Финансирование за открытый доступ: Национальные институты здравоохранения

[1R21HG006464].

Заявление о конфликте интересов. Ничего не объявлено.

СПИСОК ЛИТЕРАТУРЫ

1. Wang, Z., Gerstein, M. и Снайдер М. (2009) RNA-Seq: революционный инструмент

для транскриптомики. Nat. Rev. Genetics, 10,

57–63.

2. Гутман, М., Гарбер, М., Левин, Дж. З., Донаги, Дж., Робинсон, Дж.,

Адиконис, X., Фан, Л., Козиол, М., Дж., Гнирке, А., Нусбаум , С. и другие.

(2010) Ab initio реконструкция специфичных для клеточного типа транскриптомов

у мышей выявляет консервативную мультиэкзонную структуру

lincRNAs.Nat. Биотехнология, 28, 503–510.

3. Трапнелл, С., Уильямс, Б.А., Пертеа, Г., Мортазави, А., Кван, Г.,

,

ван Барен, М.Дж., Зальцберг, С.Л., Уолд, Б.Дж. и Пачтер, Л. (2010)

Сборка и количественное определение транскриптов с помощью RNA-Seq выявляет

неаннотированных транскриптов и переключение изоформ во время дифференцировки клеток

. Nat. Биотехнология, 28, 511–515.

4. Ли В., Фенг Дж. и Цзян Т. (2011) IsoLasso: подход LASSO regression

к сборке транскриптомов на основе RNA-Seq.J. Comput.

биол., 18, 1693–1707.

5. Робертсон, Дж., Шейн, Дж., Чиу, Р., Корбетт, Р., Филд, М.,

Джекман, С. Д., Мунгалл, К., Ли, С., Окада, Х. М., Цянь , JQ и другие.

(2010) Сборка de novo и анализ данных RNA-seq. Nat.

Методы, 7, 909–912.

6. Grabherr, MG, Haas, BJ, Yassour, M., Levin, JZ,

Thompson, DA, Amit, I., Adiconis, X., Fan, L., Raychowdhury, R.,

Zeng , Q. и другие. (2011) Сборка полноразмерного транскриптома из данных

RNA-Seq без эталонного генома.Nat. Biotechnol., 29,

644–652.

7. Клунан, Н., Форрест, А. Р., Колле, Г., Гардинер, Б. Б., Фолкнер, Г. Дж.,

,

Браун, М. К., Тейлор, Д. Ф., Степто, А. Л., Вани, С., Бетел, Г. и другие.

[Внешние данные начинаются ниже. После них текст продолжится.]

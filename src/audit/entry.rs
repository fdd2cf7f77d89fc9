//! Audit entry data structures

use chrono::{DateTime, Utc};
use serde::{Deserialize, Serialize};
use std::fmt;

/// Types of operations that can be audited
#[derive(Debug, Clone, Copy, PartialEq, Eq, Serialize, Deserialize)]
#[serde(rename_all = "lowercase")]
pub enum Operation {
    Create,
    Update,
    Delete,
}

impl fmt::Display for Operation {
    fn fmt(&self, f: &mut fmt::Formatter<'_>) -> fmt::Result {
        match self {
            Operation::Create => write!(f, "CREATE"),
            Operation::Update => write!(f, "UPDATE"),
            Operation::Delete => write!(f, "DELETE"),
        }
    }
}

/// Types of entities that can be audited
#[derive(Debug, Clone, Copy, PartialEq, Eq, Serialize, Deserialize)]
#[serde(rename_all = "lowercase")]
pub enum EntityType {
    Person,
    Category,
    Transaction,
}

impl fmt::Display for EntityType {
    fn fmt(&self, f: &mut fmt::Formatter<'_>) -> fmt::Result {
        match self {
            EntityType::Person => write!(f, "Person"),
            EntityType::Category => write!(f, "Category"),
            EntityType::Transaction => write!(f, "Transaction"),
        }
    }
}

/// A single audit log entry
#[derive(Debug, Clone, Serialize, Deserialize)]
pub struct AuditEntry {
    /// When the operation occurred (UTC)
    pub timestamp: DateTime<Utc>,

    pub operation: Operation,

    pub entity_type: EntityType,

    /// Display form of the entity ID (e.g. `per-1a2b3c4d`)
    pub entity_id: String,

    /// Human-readable label (person name, category or transaction description)
    #[serde(skip_serializing_if = "Option::is_none")]
    pub entity_name: Option<String>,

    /// Entity snapshot before the operation (updates and deletes)
    #[serde(skip_serializing_if = "Option::is_none")]
    pub before: Option<serde_json::Value>,

    /// Entity snapshot after the operation (creates and updates)
    #[serde(skip_serializing_if = "Option::is_none")]
    pub after: Option<serde_json::Value>,

    #[serde(skip_serializing_if = "Option::is_none")]
    pub diff_summary: Option<String>,
}

impl AuditEntry {
    pub fn create<T: Serialize>(
        entity_type: EntityType,
        entity_id: impl Into<String>,
        entity_name: Option<String>,
        entity: &T,
    ) -> Self {
        Self {
            timestamp: Utc::now(),
            operation: Operation::Create,
            entity_type,
            entity_id: entity_id.into(),
            entity_name,
            before: None,
            after: serde_json::to_value(entity).ok(),
            diff_summary: None,
        }
    }

    /// Build an update entry; the change summary is derived from the snapshots
    pub fn update<T: Serialize>(
        entity_type: EntityType,
        entity_id: impl Into<String>,
        entity_name: Option<String>,
        before: &T,
        after: &T,
    ) -> Self {
        let before = serde_json::to_value(before).ok();
        let after = serde_json::to_value(after).ok();
        let diff_summary = match (&before, &after) {
            (Some(b), Some(a)) => super::generate_diff(b, a),
            _ => None,
        };

        Self {
            timestamp: Utc::now(),
            operation: Operation::Update,
            entity_type,
            entity_id: entity_id.into(),
            entity_name,
            before,
            after,
            diff_summary,
        }
    }

    pub fn delete<T: Serialize>(
        entity_type: EntityType,
        entity_id: impl Into<String>,
        entity_name: Option<String>,
        entity: &T,
    ) -> Self {
        Self {
            timestamp: Utc::now(),
            operation: Operation::Delete,
            entity_type,
            entity_id: entity_id.into(),
            entity_name,
            before: serde_json::to_value(entity).ok(),
            after: None,
            diff_summary: None,
        }
    }

    /// Format the entry for terminal output
    pub fn format_human_readable(&self) -> String {
        let mut output = format!(
            "[{}] {} {} {}",
            self.timestamp.format("%Y-%m-%d %H:%M:%S UTC"),
            self.operation,
            self.entity_type,
            self.entity_id
        );

        if let Some(name) = &self.entity_name {
            output.push_str(&format!(" ({})", name));
        }

        if let Some(diff) = &self.diff_summary {
            output.push_str(&format!("\n  Changes: {}", diff));
        }

        output
    }
}
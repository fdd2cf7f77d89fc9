//! Core data models for expense-control
//!
//! This module contains the data structures of the bookkeeping domain:
//! persons, categories, transactions and the money type they share.

pub mod category;
pub mod entity;
pub mod ids;
pub mod money;
pub mod person;
pub mod transaction;

pub use category::{Category, CategoryPurpose, CategoryValidationError};
pub use entity::EntityMeta;
pub use ids::{CategoryId, PersonId, TransactionId};
pub use money::{Money, MoneyParseError};
pub use person::{Person, PersonValidationError, ADULT_AGE};
pub use transaction::{Transaction, TransactionType, TransactionValidationError};
//! buildplan CLI
//!
//! Entry point for the `buildplan` command-line tool.

use std::path::PathBuf;
use std::process;

use buildplan::{ConfigError, EffectivePlan, OsFileSystem, PlanRequest, ProcessEnv, ResolverSettings};
use clap::{Parser, Subcommand, ValueEnum};
use tracing_subscriber::EnvFilter;

#[derive(Parser)]
#[command(name = "buildplan")]
#[command(about = "Resolve layered build descriptors into a build plan", version)]
struct Cli {
    /// Enable debug logging (overrides RUST_LOG)
    #[arg(long, short = 'v', global = true)]
    verbose: bool,

    #[command(subcommand)]
    command: Commands,
}

#[derive(Subcommand)]
enum Commands {
    /// Resolve descriptors and print the effective plan
    Resolve {
        #[command(flatten)]
        input: InputArgs,

        /// Output format
        #[arg(long, value_enum, default_value_t = OutputFormat::Json)]
        format: OutputFormat,

        /// Leave secret values unredacted
        #[arg(long)]
        show_secrets: bool,

        /// Write the plan to a file instead of stdout
        #[arg(long, short = 'o')]
        output: Option<PathBuf>,
    },

    /// Resolve descriptors and print a short summary
    Check {
        #[command(flatten)]
        input: InputArgs,
    },
}

#[derive(clap::Args)]
struct InputArgs {
    /// Descriptor files or directories, lowest precedence first
    #[arg(required = true)]
    paths: Vec<PathBuf>,

    /// Local override descriptor (default: $BUILDPLAN_OVERRIDE)
    #[arg(long = "override")]
    override_path: Option<PathBuf>,

    /// Additional required key (dotted path); may be repeated
    #[arg(long = "require")]
    require: Vec<String>,

    /// Do not start from the built-in defaults
    #[arg(long)]
    no_defaults: bool,
}

#[derive(Clone, Copy, ValueEnum)]
enum OutputFormat {
    Json,
    Toml,
}

fn main() {
    let cli = Cli::parse();
    init_logging(cli.verbose);

    match cli.command {
        Commands::Resolve {
            input,
            format,
            show_secrets,
            output,
        } => {
            let request = input.into_request().show_secrets(show_secrets);
            run_resolve(&request, format, output);
        }
        Commands::Check { input } => {
            run_check(&input.into_request());
        }
    }
}

impl InputArgs {
    fn into_request(self) -> PlanRequest {
        let settings = self
            .require
            .into_iter()
            .fold(ResolverSettings::default(), |settings, key| {
                settings.with_required_key(key)
            });

        let mut request = PlanRequest::new(self.paths).with_settings(settings);
        if let Some(path) = self.override_path {
            request = request.with_override(path);
        }
        if self.no_defaults {
            request = request.without_defaults();
        }
        request
    }
}

fn init_logging(verbose: bool) {
    let filter = if verbose {
        EnvFilter::new("buildplan=debug,buildplan_core=debug")
    } else {
        EnvFilter::try_from_default_env().unwrap_or_else(|_| EnvFilter::new("warn"))
    };
    tracing_subscriber::fmt()
        .with_env_filter(filter)
        .with_writer(std::io::stderr)
        .with_target(false)
        .init();
}

fn build_plan(request: &PlanRequest) -> EffectivePlan {
    match EffectivePlan::build(request, &OsFileSystem, &ProcessEnv) {
        Ok(plan) => plan,
        Err(e) => fail(&e),
    }
}

fn run_resolve(request: &PlanRequest, format: OutputFormat, output: Option<PathBuf>) {
    let plan = build_plan(request);

    let rendered = match format {
        OutputFormat::Json => plan.to_json().map_err(|e| e.to_string()),
        OutputFormat::Toml => plan.to_toml().map_err(|e| e.to_string()),
    };
    let rendered = match rendered {
        Ok(text) => text,
        Err(e) => {
            eprintln!("Error serializing output: {}", e);
            process::exit(1);
        }
    };

    match output {
        Some(path) => {
            if let Err(e) = std::fs::write(&path, rendered) {
                eprintln!("Error writing {}: {}", path.display(), e);
                process::exit(1);
            }
            eprintln!("Wrote plan to {}", path.display());
        }
        None => println!("{}", rendered),
    }
}

fn run_check(request: &PlanRequest) {
    let plan = build_plan(request);
    print!("{}", plan.to_human());
    println!("\nPlan OK.");
}

fn fail(error: &ConfigError) -> ! {
    eprintln!("error[{}]: {}", error.kind(), error);
    process::exit(1);
}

(2008) Профилирование транскриптома стволовых клеток с помощью массового секвенирования мРНК

. Nat. Методы, 5, 613–619.

8. Marioni, J.C., Mason, C.E., Mane, S.M., Stephens, M. и Гилад, Ю.

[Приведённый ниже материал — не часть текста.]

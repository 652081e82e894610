//! Effective plan with full provenance
//!
//! The effective plan captures the resolved build plan plus information
//! about which descriptors contributed to it.

use std::fmt::Write as _;
use std::path::PathBuf;

use buildplan_core::{
    ConfigError, Descriptor, DescriptorKind, EnvLookup, ResolvedPlan, Resolver, ResolverSettings,
};
use chrono::{DateTime, Utc};
use serde::{Deserialize, Serialize};
use serde_json::Value;

use super::defaults::BuiltinDefaults;
use crate::loader::{expand_paths, load_descriptor, DescriptorSource, FileSystem};

/// Schema version for effective_plan
pub const SCHEMA_VERSION: u32 = 1;

/// Schema identifier
pub const SCHEMA_ID: &str = "buildplan/effective_plan@1";

/// Environment variable naming a local override descriptor.
pub const OVERRIDE_ENV_VAR: &str = "BUILDPLAN_OVERRIDE";

/// Replacement text for redacted values.
pub const REDACTED: &str = "[REDACTED]";

/// What to resolve and how.
#[derive(Debug, Clone)]
pub struct PlanRequest {
    /// Descriptor files or directories, lowest precedence first.
    pub paths: Vec<PathBuf>,

    /// Local override descriptor, applied last.
    pub override_path: Option<PathBuf>,

    pub settings: ResolverSettings,

    /// Start from [`BuiltinDefaults`] (default: true)
    pub builtin_defaults: bool,

    /// Leave secret values in the output (default: false)
    pub show_secrets: bool,
}

impl PlanRequest {
    pub fn new(paths: Vec<PathBuf>) -> Self {
        Self {
            paths,
            override_path: None,
            settings: ResolverSettings::default(),
            builtin_defaults: true,
            show_secrets: false,
        }
    }

    pub fn with_override(mut self, path: impl Into<PathBuf>) -> Self {
        self.override_path = Some(path.into());
        self
    }

    pub fn with_settings(mut self, settings: ResolverSettings) -> Self {
        self.settings = settings;
        self
    }

    pub fn without_defaults(mut self) -> Self {
        self.builtin_defaults = false;
        self
    }

    pub fn show_secrets(mut self, show: bool) -> Self {
        self.show_secrets = show;
        self
    }
}

/// Effective plan with full provenance
#[derive(Debug, Clone, Serialize, Deserialize)]
pub struct EffectivePlan {
    /// Schema version
    pub schema_version: u32,

    /// Schema identifier
    pub schema_id: String,

    /// When this plan was computed
    pub created_at: DateTime<Utc>,

    /// The resolved plan, with secrets redacted
    pub plan: Value,

    /// Contributing sources in precedence order
    pub sources: Vec<DescriptorSource>,

    /// Redacted key paths
    pub redactions: Vec<String>,

    #[serde(skip)]
    resolved: ResolvedPlan,
}

impl EffectivePlan {
    /// Load every descriptor the request names and resolve them.
    ///
    /// Layer order: builtin defaults, then `paths` (directories expanded),
    /// then the override descriptor from the request or from
    /// [`OVERRIDE_ENV_VAR`].
    pub fn build(
        request: &PlanRequest,
        fs: &dyn FileSystem,
        env: &dyn EnvLookup,
    ) -> Result<Self, ConfigError> {
        let mut descriptors: Vec<Descriptor> = Vec::new();
        let mut sources = Vec::new();

        if request.builtin_defaults {
            descriptors.push(BuiltinDefaults::default().to_descriptor()?);
            sources.push(DescriptorSource::builtin());
        }

        for path in expand_paths(fs, &request.paths)? {
            let loaded = load_descriptor(fs, &path, DescriptorKind::Base)?;
            descriptors.push(loaded.descriptor);
            sources.push(loaded.source);
        }

        if let Some((path, named_by)) = override_path(request, env) {
            let loaded = load_descriptor(fs, &path, DescriptorKind::Override)
                .map_err(|e| named_reference(e, named_by))?;
            descriptors.push(loaded.descriptor);
            sources.push(loaded.source);
        }

        if descriptors.is_empty() {
            return Err(ConfigError::NoDescriptors);
        }

        let resolver = Resolver::new(request.settings.clone()).with_env(env);
        let resolved = resolver.resolve(&descriptors)?;

        let mut plan = resolved.to_value()?;
        let redactions = if request.show_secrets {
            Vec::new()
        } else {
            redact_secrets(&mut plan, &request.settings)
        };

        tracing::info!(
            sources = sources.len(),
            redactions = redactions.len(),
            "built effective plan"
        );

        Ok(Self {
            schema_version: SCHEMA_VERSION,
            schema_id: SCHEMA_ID.to_string(),
            created_at: Utc::now(),
            plan,
            sources,
            redactions,
            resolved,
        })
    }

    /// The resolved plan, secrets included.
    pub fn resolved(&self) -> &ResolvedPlan {
        &self.resolved
    }

    /// Serialize to JSON
    pub fn to_json(&self) -> Result<String, serde_json::Error> {
        serde_json::to_string_pretty(self)
    }

    /// Serialize to TOML
    pub fn to_toml(&self) -> Result<String, toml::ser::Error> {
        toml::to_string_pretty(self)
    }

    /// Get a plan value by path (dot-separated, dotted keys matched first)
    pub fn get(&self, path: &str) -> Option<&Value> {
        self.plan
            .as_object()
            .and_then(|plan| buildplan_core::lookup_path(plan, path))
    }

    /// Get a plan value as string
    pub fn get_str(&self, path: &str) -> Option<&str> {
        self.get(path).and_then(|v| v.as_str())
    }

    /// Short summary for terminals.
    pub fn to_human(&self) -> String {
        let plan = &self.resolved;
        let mut out = String::new();

        let _ = writeln!(out, "Plan resolved from {} source(s)", self.sources.len());
        for source in &self.sources {
            match &source.path {
                Some(path) => {
                    let _ = writeln!(out, "  - {:?}: {}", source.origin, path);
                }
                None => {
                    let _ = writeln!(out, "  - {:?}", source.origin);
                }
            }
        }

        for (name, path) in &plan.sdk {
            let _ = writeln!(out, "SDK {}: {}", name, path);
        }
        if let Some(id) = &plan.android.application_id {
            let _ = writeln!(out, "Application: {}", id);
        }
        if let Some(compile) = plan.android.compile_sdk {
            let _ = writeln!(out, "Compile SDK: {}", compile);
        }
        if !plan.repositories.is_empty() {
            let _ = writeln!(out, "Repositories: {}", plan.repositories.join(", "));
        }
        if !plan.include.is_empty() {
            let _ = writeln!(out, "Modules: {}", plan.include.join(", "));
        }
        if !plan.plugins.is_empty() {
            let _ = writeln!(out, "Plugins:");
            for (id, plugin) in &plan.plugins {
                let applied = if plugin.apply { "" } else { " (not applied)" };
                let _ = writeln!(out, "  {} {}{}", id, plugin.version, applied);
            }
        }
        if !plan.dependencies.is_empty() {
            let _ = writeln!(out, "Dependencies:");
            for (id, dependency) in &plan.dependencies {
                match &dependency.version {
                    Some(version) => {
                        let _ = writeln!(out, "  {} {}:{}", dependency.configuration, id, version);
                    }
                    None => {
                        let _ = writeln!(out, "  {} {}", dependency.configuration, id);
                    }
                }
            }
        }
        for (name, build_type) in &plan.build_types {
            let mut flags = Vec::new();
            if build_type.debuggable {
                flags.push("debuggable".to_string());
            }
            if build_type.minify {
                flags.push("minify".to_string());
            }
            if build_type.shrink_resources {
                flags.push("shrink".to_string());
            }
            if let Some(signing) = &build_type.signing_config {
                flags.push(format!("signing: {}", signing));
            }
            let _ = writeln!(out, "Build type {}: {}", name, flags.join(", "));
        }
        if !self.redactions.is_empty() {
            let _ = writeln!(out, "Redacted: {}", self.redactions.join(", "));
        }
        out
    }
}

/// The override path and the name of whatever supplied it.
fn override_path(request: &PlanRequest, env: &dyn EnvLookup) -> Option<(PathBuf, &'static str)> {
    if let Some(path) = &request.override_path {
        return Some((path.clone(), "--override"));
    }
    env.var(OVERRIDE_ENV_VAR)
        .filter(|p| !p.trim().is_empty())
        .map(|p| (PathBuf::from(p), OVERRIDE_ENV_VAR))
}

fn named_reference(err: ConfigError, named_by: &str) -> ConfigError {
    match err {
        ConfigError::UnresolvableReference {
            reference, reason, ..
        } => ConfigError::UnresolvableReference {
            reference,
            key: named_by.to_string(),
            reason,
        },
        other => other,
    }
}

/// Redact secrets in the plan, returning list of redacted paths
fn redact_secrets(value: &mut Value, settings: &ResolverSettings) -> Vec<String> {
    let mut redactions = Vec::new();
    redact_recursive(value, String::new(), settings, &mut redactions);
    redactions
}

fn redact_recursive(
    value: &mut Value,
    path: String,
    settings: &ResolverSettings,
    redactions: &mut Vec<String>,
) {
    match value {
        Value::Object(map) => {
            for (key, val) in map.iter_mut() {
                let current_path = if path.is_empty() {
                    key.clone()
                } else {
                    format!("{}.{}", path, key)
                };

                if settings.is_secret_key(key) && !val.is_object() && !val.is_array() {
                    *val = Value::String(REDACTED.to_string());
                    redactions.push(current_path);
                } else {
                    redact_recursive(val, current_path, settings, redactions);
                }
            }
        }
        Value::Array(arr) => {
            for (i, val) in arr.iter_mut().enumerate() {
                let current_path = format!("{}[{}]", path, i);
                redact_recursive(val, current_path, settings, redactions);
            }
        }
        _ => {}
    }
}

(2008) RNA-seq: оценка технической воспроизводимости и сравнение

с массивами экспрессии генов.Genome Res., 18,

1509–1517.

9. Мортазави, А., Уильямс, Б.А., МакКью, К., Шеффер, Л. и

Wold, B. (2008) Картирование и количественная оценка транскриптомов

млекопитающих с помощью RNA-Seq. Nat. Методы, 5, 621–628.

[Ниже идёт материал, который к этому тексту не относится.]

//! buildplan - declarative build configuration resolver
//!
//! Loads layered build descriptors (settings, project, module, local
//! properties, local overrides), resolves them with [`buildplan_core`], and
//! reports the effective plan with provenance.

pub mod config;
pub mod loader;

pub use buildplan_core::{
    resolve, ConfigError, Declaration, Descriptor, DescriptorKind, EnvLookup, ErrorReport, NoEnv,
    ResolvedPlan, Resolver, ResolverSettings,
};
pub use config::{BuiltinDefaults, EffectivePlan, PlanRequest, OVERRIDE_ENV_VAR};
pub use loader::{
    expand_paths, load_descriptor, DescriptorFormat, DescriptorSource, FileSystem,
    LoadedDescriptor, MemoryFileSystem, OsFileSystem, ProcessEnv, SourceOrigin,
};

10. Султан, М., Шульц, М.Х., Ричард, Х., Маген, А., Клингенхофф, А.,

, Шерф, М., Зейферт, М., Бородина, Т., Солдатов, А., Пархомчук, Д.

и др. (2008) Глобальный взгляд на активность генов и альтернативный сплайсинг

путем глубокого секвенирования человеческого транскриптома.Наука,

321, 956–960.

11. Пикрелл, Дж. К., Пай, А. А., Гилад, Ю. и Причард, Дж. (2010) Noisy

Сплайсинг

стимулирует разнообразие изоформ мРНК в клетках человека. PLoS

Genet., 6, e1001236.

12. Трапнелл, К., Пачтер, Л. и Зальцберг, С. (2009) TopHat:

обнаружение сплайсинговых соединений с помощью RNA-Seq. Биоинформатика, 25,

1105–1111.

13. Лэнгмид, Б., Трапнелл, К., Поп, М. и Зальцберг, С. (2009)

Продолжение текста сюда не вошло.